They are nmenomics in some instances.

| Policy | After | Prior | $\eta$ | $\lambda$ | Best for |
|--------|-------|-------|--------|-----------|----------|
| `holt` | Holt 1957 | Differencing + Holt linear | 0.50 | 0.02 | Trending data |
| `hosking` | Hosking 1981 | Fractional differencing | 0.50 | 0.01 | Long memory |
| `laplace` | Laplace | Uniform | 0.80 | 0.005 | **General purpose (recommended default)** |
| `samuelson` | Samuelson 1965 | Drift + Holt | 0.40 | 0.01 | Persistent drift (GDP, prices) |
| `wald` | Wald | Depth 0 | 0.15 | 0.08 | Adversarial, non-stationary |
| `dantzig` | Dantzig 1947 | Adaptive search | 0.30 | 0.01 | Adaptive (grows pool online) |
| `kahneman` | timemachines | Fast tracker + slow residual scale | 0.50 | 0.01 | Fast signal, persistent noise |
| `dirac` | Paul Dirac | Lattice projection over `skater` | — | — | Repeating / grid-quoted series (policy rates, posted prices) |
| `doob` | Joseph Doob | Martingale mean + learned volatility clock | — | — | Near-martingale **levels** (prices, indices) |

For example `kahneman` is a nod to `thinking_fast_and_slow` in
timemachines and puts a strong
prior on candidates with a **fast** process tracker outside and a **slowly-varying**
residual scale inside.

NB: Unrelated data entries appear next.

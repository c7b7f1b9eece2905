//! Greedy local detour walker.
//!
//! Walks toward the goal one short step at a time. When the next step would
//! enter an obstacle's clearance radius the walker sidesteps perpendicular to
//! its heading, away from that obstacle, and tries again from there.
//!
//! The walk is cheap but has no global view: near concave obstacle clusters
//! it can bounce between the same few positions. Every walk is therefore
//! capped at a step budget proportional to the straight-line distance.

use log::{debug, trace};
use serde::{Deserialize, Serialize};

use crate::core::{Obstacle, Point2D};
use crate::error::{
    DetourFailure, PlanError, Result, require_finite, require_finite_obstacles, require_positive,
    require_within,
};
use crate::route::{Route, push_distinct};

/// Smallest step budget granted to any walk, however short.
const MIN_STEP_BUDGET: usize = 16;

/// Largest step budget granted to any walk.
pub const MAX_DETOUR_STEPS: usize = 1 << 24;

/// Detour walker configuration
#[derive(Clone, Debug, PartialEq, Serialize, Deserialize)]
pub struct DetourConfig {
    /// Length of one straight step toward the goal
    pub step_length: f32,
    /// Sidestep length as a multiple of the clearance radius
    pub sidestep_factor: f32,
    /// Distance from the goal at which the walk counts as arrived
    pub arrival_tolerance: f32,
    /// Step budget per unit of straight-line distance (in steps of `step_length`)
    pub max_step_factor: f32,
}

impl Default for DetourConfig {
    fn default() -> Self {
        Self {
            step_length: 1.0,
            sidestep_factor: 1.5,
            arrival_tolerance: 1.0,
            max_step_factor: 50.0,
        }
    }
}

impl DetourConfig {
    /// Default configuration with a custom step length.
    pub fn with_step_length(step_length: f32) -> Self {
        Self {
            step_length,
            ..Self::default()
        }
    }

    /// Step budget for a walk covering `distance`.
    ///
    /// Walks needing more than [`MAX_DETOUR_STEPS`] are rejected up front.
    pub fn step_budget(&self, distance: f32) -> Result<usize> {
        let steps =
            (self.max_step_factor as f64 * distance as f64 / self.step_length as f64).ceil();
        if steps.is_nan() || steps <= 0.0 {
            return Ok(MIN_STEP_BUDGET);
        }
        require_within("detour steps", steps, MAX_DETOUR_STEPS).map(|s| s.max(MIN_STEP_BUDGET))
    }

    pub(crate) fn validate(&self) -> Result<()> {
        require_positive("step_length", self.step_length)?;
        require_positive("sidestep_factor", self.sidestep_factor)?;
        require_positive("arrival_tolerance", self.arrival_tolerance)?;
        require_positive("max_step_factor", self.max_step_factor)
    }
}

/// Walk from `start` to `end` with the default detour settings and the given
/// step length.
///
/// Returns the visited waypoints (consecutive duplicates removed) ending at
/// exactly `end`, or [`PlanError::Failed`] once the step budget runs out.
/// The walker only looks one step ahead, so the returned route is not
/// guaranteed to keep clearance along its sidesteps; callers that need that
/// guarantee validate it with a [`ProximityChecker`](crate::query::ProximityChecker).
pub fn detour_route(
    start: Point2D,
    end: Point2D,
    obstacles: &[Obstacle],
    clearance: f32,
    step_length: f32,
) -> Result<Route> {
    DetourRouter::new(DetourConfig::with_step_length(step_length)).route(
        start, end, obstacles, clearance,
    )
}

/// Greedy detour walker bound to a configuration.
#[derive(Clone, Debug, Default)]
pub struct DetourRouter {
    config: DetourConfig,
}

impl DetourRouter {
    /// Create a new detour router
    pub fn new(config: DetourConfig) -> Self {
        Self { config }
    }

    /// Router configuration
    pub fn config(&self) -> &DetourConfig {
        &self.config
    }

    /// Walk from `start` to `end`; see [`detour_route`].
    pub fn route(
        &self,
        start: Point2D,
        end: Point2D,
        obstacles: &[Obstacle],
        clearance: f32,
    ) -> Result<Route> {
        require_finite("start", start)?;
        require_finite("end", end)?;
        require_positive("clearance", clearance)?;
        require_finite_obstacles(obstacles)?;
        self.config.validate()?;

        let limit = self.config.step_budget(start.distance(&end))?;
        let sidestep = self.config.sidestep_factor * clearance;

        let mut points = vec![start];
        let mut pos = start;
        let mut steps = 0usize;
        let mut sidesteps = 0usize;

        while pos.distance(&end) >= self.config.arrival_tolerance {
            if steps >= limit {
                debug!(
                    "[Detour] FAILED: no arrival after {} steps ({} sidesteps), {:.1} from goal",
                    steps,
                    sidesteps,
                    pos.distance(&end)
                );
                return Err(PlanError::Failed {
                    reason: DetourFailure::StepLimitExceeded { steps, limit },
                });
            }

            let to_goal = end - pos;
            let remaining = to_goal.length();
            let heading = to_goal.normalize();
            let next = pos + heading * self.config.step_length.min(remaining);

            pos = match nearest_intruder(&next, obstacles, clearance) {
                Some(obstacle) => {
                    sidesteps += 1;
                    let turn = away_from(heading, obstacle.center - pos);
                    trace!(
                        "[Detour] sidestep at ({:.1},{:.1}) around ({:.1},{:.1})",
                        pos.x, pos.y, obstacle.center.x, obstacle.center.y
                    );
                    pos + turn * sidestep
                }
                None => next,
            };
            push_distinct(&mut points, pos);
            steps += 1;
        }

        push_distinct(&mut points, end);
        debug!(
            "[Detour] arrived: {} waypoints, {} steps, {} sidesteps",
            points.len(),
            steps,
            sidesteps
        );
        Ok(Route::new(points))
    }
}

/// The closest obstacle whose clearance radius contains `point`.
fn nearest_intruder(point: &Point2D, obstacles: &[Obstacle], clearance: f32) -> Option<Obstacle> {
    obstacles
        .iter()
        .filter(|o| o.intrudes(point, clearance))
        .min_by(|a, b| a.distance_to(point).total_cmp(&b.distance_to(point)))
        .copied()
}

/// Unit perpendicular to `heading` on the side away from `to_obstacle`.
///
/// An obstacle dead ahead turns counter-clockwise.
fn away_from(heading: Point2D, to_obstacle: Point2D) -> Point2D {
    if heading.cross(&to_obstacle) > 0.0 {
        -heading.perp()
    } else {
        heading.perp()
    }
}
//! Planning error types.
//!
//! Every way a planning request can end without a route has its own variant,
//! so callers can tell "the straight line is blocked" apart from "no route
//! exists" apart from "the request itself was malformed".

use thiserror::Error;

use crate::core::{Obstacle, Point2D};

/// Why the grid search ended without reaching the goal.
#[derive(Clone, Copy, Debug, PartialEq, Eq)]
pub enum SearchFailure {
    /// Start cell lies inside an inflated obstacle
    StartBlocked,
    /// Goal cell lies inside an inflated obstacle
    GoalBlocked,
    /// Frontier emptied without reaching the goal cell
    NoPath,
    /// Iteration cap hit before the frontier emptied
    MaxIterationsExceeded,
}

impl std::fmt::Display for SearchFailure {
    fn fmt(&self, f: &mut std::fmt::Formatter<'_>) -> std::fmt::Result {
        let text = match self {
            SearchFailure::StartBlocked => "start cell is blocked",
            SearchFailure::GoalBlocked => "goal cell is blocked",
            SearchFailure::NoPath => "frontier exhausted",
            SearchFailure::MaxIterationsExceeded => "iteration limit reached",
        };
        f.write_str(text)
    }
}

/// Why the detour walk was abandoned.
#[derive(Clone, Copy, Debug, PartialEq)]
pub enum DetourFailure {
    /// The walk used up its step budget without arriving
    StepLimitExceeded {
        /// Steps taken
        steps: usize,
        /// Step budget for this request
        limit: usize,
    },
    /// The walk arrived but a sidestep cut inside the clearance radius
    UnsafeRoute {
        /// Smallest clearance along the walked route
        min_clearance: f32,
    },
}

impl std::fmt::Display for DetourFailure {
    fn fmt(&self, f: &mut std::fmt::Formatter<'_>) -> std::fmt::Result {
        match self {
            DetourFailure::StepLimitExceeded { steps, limit } => {
                write!(f, "gave up after {} steps (limit {})", steps, limit)
            }
            DetourFailure::UnsafeRoute { min_clearance } => {
                write!(f, "walked route comes within {:.2} of an obstacle", min_clearance)
            }
        }
    }
}

/// A request rejected before any search work.
#[derive(Clone, Copy, Debug, PartialEq, Error)]
pub enum InvalidInput {
    /// A parameter that must be strictly positive was not
    #[error("{name} must be positive, got {value}")]
    NonPositive {
        /// Parameter name
        name: &'static str,
        /// Offending value
        value: f32,
    },

    /// A parameter that may be zero was negative
    #[error("{name} must not be negative, got {value}")]
    Negative {
        /// Parameter name
        name: &'static str,
        /// Offending value
        value: f32,
    },

    /// A coordinate or parameter is NaN or infinite
    #[error("{name} is not finite")]
    NonFinite {
        /// Parameter or point name
        name: &'static str,
    },

    /// An endpoint lies outside the search grid
    #[error("{name} ({:.1}, {:.1}) lies outside the {extent}x{extent} grid", .point.x, .point.y)]
    OutOfBounds {
        /// Which endpoint ("start" or "end")
        name: &'static str,
        /// The offending point
        point: Point2D,
        /// Grid side length in plane units
        extent: f32,
    },

    /// The request would need more samples, steps or cells than allowed
    #[error("{name} would need {requested:.0} elements, more than the limit of {limit}")]
    TooLarge {
        /// What was being sized
        name: &'static str,
        /// Requested element count, possibly infinite or NaN
        requested: f64,
        /// Largest accepted count
        limit: usize,
    },
}

/// Planning error type
#[derive(Clone, Debug, PartialEq, Error)]
pub enum PlanError {
    /// The straight route passes too close to an obstacle.
    #[error("Straight route blocked: clearance {min_clearance:.2} below radius")]
    Blocked {
        /// Smallest sampled clearance along the straight line
        min_clearance: f32,
    },

    /// Grid search could not reach the goal.
    #[error("No route found: {reason} after expanding {nodes_expanded} cells")]
    NotFound {
        /// Why the search stopped
        reason: SearchFailure,
        /// Cells expanded before stopping
        nodes_expanded: usize,
    },

    /// The detour walk did not produce a usable route.
    #[error("Detour failed: {reason}")]
    Failed {
        /// Why the walk stopped
        reason: DetourFailure,
    },

    /// The request was malformed.
    #[error("Invalid input: {0}")]
    InvalidInput(#[from] InvalidInput),
}

impl PlanError {
    /// Short error code for log lines.
    pub fn code(&self) -> &'static str {
        match self {
            Self::Blocked { .. } => "BLOCKED",
            Self::NotFound { .. } => "NOT_FOUND",
            Self::Failed { .. } => "FAILED",
            Self::InvalidInput(_) => "INVALID_INPUT",
        }
    }

    /// Can the request still succeed with another strategy?
    ///
    /// Only a blocked straight line is recoverable; the planner falls back
    /// to a search when it sees one.
    pub fn is_recoverable(&self) -> bool {
        matches!(self, Self::Blocked { .. })
    }

    /// Smallest clearance observed before failing, when one was measured.
    pub fn min_clearance(&self) -> Option<f32> {
        match self {
            Self::Blocked { min_clearance } => Some(*min_clearance),
            Self::Failed {
                reason: DetourFailure::UnsafeRoute { min_clearance },
            } => Some(*min_clearance),
            _ => None,
        }
    }

    /// One-line status message for a display layer.
    pub fn summary(&self) -> String {
        match self {
            Self::Blocked { min_clearance } => format!(
                "Obstacle too close! Clearance {:.1} is below the safe radius.",
                min_clearance
            ),
            Self::NotFound { reason, .. } => format!("No route exists: {}.", reason),
            Self::Failed { reason } => format!("No route exists: detour {}.", reason),
            Self::InvalidInput(e) => format!("Cannot plan: {}.", e),
        }
    }
}

/// Result alias for planning operations
pub type Result<T> = std::result::Result<T, PlanError>;

/// Reject non-positive or non-finite parameters.
pub(crate) fn require_positive(name: &'static str, value: f32) -> Result<()> {
    if !value.is_finite() {
        return Err(InvalidInput::NonFinite { name }.into());
    }
    if value <= 0.0 {
        return Err(InvalidInput::NonPositive { name, value }.into());
    }
    Ok(())
}

/// Reject negative or non-finite parameters.
pub(crate) fn require_non_negative(name: &'static str, value: f32) -> Result<()> {
    if !value.is_finite() {
        return Err(InvalidInput::NonFinite { name }.into());
    }
    if value < 0.0 {
        return Err(InvalidInput::Negative { name, value }.into());
    }
    Ok(())
}

/// Convert an element count to `usize`, rejecting NaN, infinity and counts above `limit`.
pub(crate) fn require_within(name: &'static str, requested: f64, limit: usize) -> Result<usize> {
    if requested.is_finite() && requested >= 0.0 && requested <= limit as f64 {
        Ok(requested as usize)
    } else {
        Err(InvalidInput::TooLarge {
            name,
            requested,
            limit,
        }
        .into())
    }
}

/// Reject points with NaN or infinite coordinates.
pub(crate) fn require_finite(name: &'static str, point: Point2D) -> Result<()> {
    if point.is_finite() {
        Ok(())
    } else {
        Err(InvalidInput::NonFinite { name }.into())
    }
}

/// Reject obstacle sets containing a NaN or infinite center.
pub(crate) fn require_finite_obstacles(obstacles: &[Obstacle]) -> Result<()> {
    if obstacles.iter().all(|o| o.center.is_finite()) {
        Ok(())
    } else {
        Err(InvalidInput::NonFinite { name: "obstacle" }.into())
    }
}

#[cfg(test)]
mod tests {
    use super::*;

    #[test]
    fn test_error_display() {
        let err = PlanError::NotFound {
            reason: SearchFailure::NoPath,
            nodes_expanded: 42,
        };
        assert_eq!(
            err.to_string(),
            "No route found: frontier exhausted after expanding 42 cells"
        );
    }

    #[test]
    fn test_error_code() {
        assert_eq!(PlanError::Blocked { min_clearance: 1.0 }.code(), "BLOCKED");
        let invalid: PlanError = InvalidInput::NonFinite { name: "start" }.into();
        assert_eq!(invalid.code(), "INVALID_INPUT");
    }

    #[test]
    fn test_only_blocked_is_recoverable() {
        assert!(PlanError::Blocked { min_clearance: 0.0 }.is_recoverable());
        assert!(
            !PlanError::Failed {
                reason: DetourFailure::StepLimitExceeded { steps: 10, limit: 10 }
            }
            .is_recoverable()
        );
    }

    #[test]
    fn test_require_positive() {
        assert!(require_positive("cell_size", 5.0).is_ok());
        assert_eq!(
            require_positive("cell_size", 0.0),
            Err(PlanError::InvalidInput(InvalidInput::NonPositive {
                name: "cell_size",
                value: 0.0
            }))
        );
        assert!(matches!(
            require_positive("cell_size", f32::NAN),
            Err(PlanError::InvalidInput(InvalidInput::NonFinite { .. }))
        ));
    }

    #[test]
    fn test_require_non_negative() {
        assert!(require_non_negative("inflation_margin", 0.0).is_ok());
        assert_eq!(
            require_non_negative("inflation_margin", -1.0),
            Err(PlanError::InvalidInput(InvalidInput::Negative {
                name: "inflation_margin",
                value: -1.0
            }))
        );
    }

    #[test]
    fn test_require_within() {
        assert_eq!(require_within("samples", 42.0, 100), Ok(42));
        assert_eq!(require_within("samples", 100.0, 100), Ok(100));
        assert!(matches!(
            require_within("samples", 1e30, 100),
            Err(PlanError::InvalidInput(InvalidInput::TooLarge {
                name: "samples",
                limit: 100,
                ..
            }))
        ));
        assert!(require_within("samples", f64::INFINITY, 100).is_err());
        assert!(require_within("samples", f64::NAN, 100).is_err());
    }

    #[test]
    fn test_require_finite_obstacles() {
        assert!(require_finite_obstacles(&[]).is_ok());
        assert!(require_finite_obstacles(&[Obstacle::new(1.0, 2.0)]).is_ok());
        assert_eq!(
            require_finite_obstacles(&[Obstacle::new(1.0, 2.0), Obstacle::new(f32::NAN, 0.0)]),
            Err(PlanError::InvalidInput(InvalidInput::NonFinite { name: "obstacle" }))
        );
    }

    #[test]
    fn test_out_of_bounds_message() {
        let err = InvalidInput::OutOfBounds {
            name: "end",
            point: Point2D::new(900.0, 10.0),
            extent: 800.0,
        };
        assert_eq!(
            err.to_string(),
            "end (900.0, 10.0) lies outside the 800x800 grid"
        );
    }
}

Tune the bet with `kahneman(k=1, strength=8)`; see `examples/benchmark_kahneman.py`.

`dirac` wraps `skater` in a **lattice projection**: it keeps a recency-weighted
frequency table of the exact values the series takes and adds near-Dirac atoms on
the ones it *revisits* (each carrying that value's frequency as probability),
**mean-preserving** so the atoms add mass without moving the ensemble's mean.
It's still a plain `Dist`. On continuous data nothing is revisited, no atom
fires, and it vanishes; unlike a simple last-value spike it also captures values
that recur often but never twice in a row. Judged by **log-likelihood** — the
package's metric — it dominates on administrative, grid-quoted series that sit on
a small set of values (policy rates, posted prices), where a continuous
predictive cannot place mass on an exact value.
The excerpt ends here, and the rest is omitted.